• “kanı takip et evlat, gülü orada bulacaksın.”
  • kendi yarasına merhem bulamayan başkasına ne yapabilir, yalan söylemekten başka?
  • beni hemen anlamalısın, çünkü ben kitap değilim, çünkü ben öldükten sonra kimse beni okuyamaz, yaşarken anlaşılmaya mecburum.

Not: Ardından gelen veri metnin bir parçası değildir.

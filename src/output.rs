//! Rendering of parsed entries to the supported serialization formats.
use clap::ValueEnum;
use serde::Serialize;

use crate::{error::Result, parser::ReleaseEntry};

#[derive(ValueEnum, Debug, Clone, Copy, Default, PartialEq, Eq)]
pub enum OutputFormat {
    #[default]
    Json,
    Yaml,
    Toml,
}

/// Wrapper for list output. TOML cannot represent a top-level array, so
/// every format renders the list under a `releases` key.
#[derive(Serialize)]
struct ReleaseList<'a> {
    releases: &'a [ReleaseEntry],
}

/// Render a single release entry.
pub fn render_entry(entry: &ReleaseEntry, format: OutputFormat) -> Result<String> {
    render(entry, format)
}

/// Render the full list of release entries.
pub fn render_entries(
    entries: &[ReleaseEntry],
    format: OutputFormat,
) -> Result<String> {
    render(&ReleaseList { releases: entries }, format)
}

fn render<T: Serialize>(value: &T, format: OutputFormat) -> Result<String> {
    let rendered = match format {
        OutputFormat::Json => serde_json::to_string_pretty(value)?,
        OutputFormat::Yaml => serde_yaml::to_string(value)?,
        OutputFormat::Toml => toml::to_string_pretty(value)?,
    };

    Ok(rendered)
}
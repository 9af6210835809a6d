//! Read-only access to the local git repository used for enrichment.
use std::path::Path;

use crate::error::{ClparseError, Result};

/// Check whether the given path can be opened as a git repository.
pub fn is_repository(path: &Path) -> bool {
    git2::Repository::open(path).is_ok()
}

/// Retrieve the commit message body for a sha, with the summary line
/// removed and leading/trailing blank lines trimmed. Single-line commit
/// messages yield an empty string.
pub fn commit_body(path: &Path, sha: &str) -> Result<String> {
    let repo = git2::Repository::open(path)
        .map_err(|_| ClparseError::NotARepository(path.display().to_string()))?;

    let oid = git2::Oid::from_str(sha)?;
    let commit = repo
        .find_commit(oid)
        .map_err(|source| ClparseError::commit_lookup(sha, source))?;

    let message = commit.message().unwrap_or_default();
    let mut lines: Vec<&str> = message.lines().skip(1).collect();

    while lines.first().is_some_and(|l| l.trim().is_empty()) {
        lines.remove(0);
    }
    while lines.last().is_some_and(|l| l.trim().is_empty()) {
        lines.pop();
    }

    Ok(lines.join("\n"))
}

/// Get the first configured URL of the "origin" remote.
pub fn origin_url(path: &Path) -> Result<String> {
    let repo = git2::Repository::open(path)
        .map_err(|_| ClparseError::NotARepository(path.display().to_string()))?;

    let remote = repo
        .find_remote("origin")
        .map_err(|_| ClparseError::NoOriginRemote)?;

    remote
        .url()
        .map(str::to_string)
        .ok_or(ClparseError::NoOriginRemote)
}

/// Structural check for a full commit sha: exactly 40 lowercase hex digits.
pub fn is_valid_sha(s: &str) -> bool {
    s.len() == 40 && s.chars().all(|c| matches!(c, '0'..='9' | 'a'..='f'))
}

    (bkz: tehlikeli oyunlar)
    (bkz: oğuz atay)
  • "her şeyin geçip gittiğine, yaşadıklarımızın geçmişte kaldığına kim inandırabilir bizi? anılarımızı avuç dolusu su gibi her sabah yüzümüze çarpmanın işe yaramayacağına kim inandırabilir?"

    barış bıçakçı-bizim büyük çaresizliğimiz
  • kötülük , dedi simyacı , insanın ağzından giren şeyde değildir. kötülük ondan çıkandadır.
  • "beni ona bağlayan hisse bir isim takamıyorum. aşk değil bu. dostluk değil. dostluk ve ahbaplık gibi, zora gelince feda edilebilecek bir şey değil. sevilmenin gururu var tabiî bu biraz da sevmektir. aşka yakın bir sempati mi ? galiba. çünkü aşk olsa, ona hürriyetimi feda ederdim; kuvvetli ve sempati olmasa, onu hürriyetime feda ederdim."

    peyami safa-yalnızız
  • "yargılarımızın sadece yanlış değil, değişken olması da bize zarar verir. savrulur, birbiri ardına farklı şeylere tutunuruz. daha önce istediğimiz şeyleri bırakır, bıraktığımız şeyleri yeniden ararız. arzumuz, pişmanlığımızla sürekli yer değiştirir."

    bilgeliğin sarsılmazlığı üzerine - seneca
  • "hiç biriniz benim gülüme benzemiyorsunuz" dedi bahçeye geldiğinde." hiç kimse için bir anlam ifade etmiyorsunuz.bugüne kadar ne kimse sizi sahiplenmiş , ne de siz birini sahiplenmişsiniz.
    tilkimin ilk gördüğüm hali gibisiniz.o zamanlar yüzlerce tilkiden biriydi sadece benim için.şimdi arkadaşım oldu.benim için o artık tek.
    güller mahçup olmuşlardı.
    " evet her biriniz güzelsiniz ama boşsunuz". diye devam etti küçük prens." kimse sizin için canını dişine takmaz.herhangi biri için benim gülüm sizlerden biri gibi görünüyor olabilir, ama benim için durum farklı.benim gözümde kendi gülüm , sizin gibi binlerce gülden daha önemli.çünkü onu ben suladım , cam fanusuyla onu ben korudum, rüzgardan etkilenmesin diye ben rüzgarlık yaptım ona , onun için öldürdüm tırtılları.
    hatta bir kaç tanesine zarar vermedim kelebeğe dönüşebilsinler diye.böylece arkadaş olabilirlerdi çiçeğimle.kendini övdüğü zamanlarda ya da etrafa şikayetler savurduğunda onu ben dinledim.hiçbir şey söylemediği zamanlarda bile dinledim ben onu.çünkü o benim gülüm."
    dedi ve tilkinin yanına döndü küçük prens.
    "elveda!" dedi gözlerinin içine bakıp.
    "elveda!" dedi tilki de.
    "sana vereceğim sır aslında çok basit;asıl görülmesi gerekeni gözler göremez , bir şeyin aslını görmek için ona kalbinle bakman gerekir."
  • "ama düşler tanrı'nın diliyle konuşurlar."
    (bkz: simyacı-paulo coelho)
  • "kendimle konuşurken bile onun hoşuna gitmeye çalışıyordum."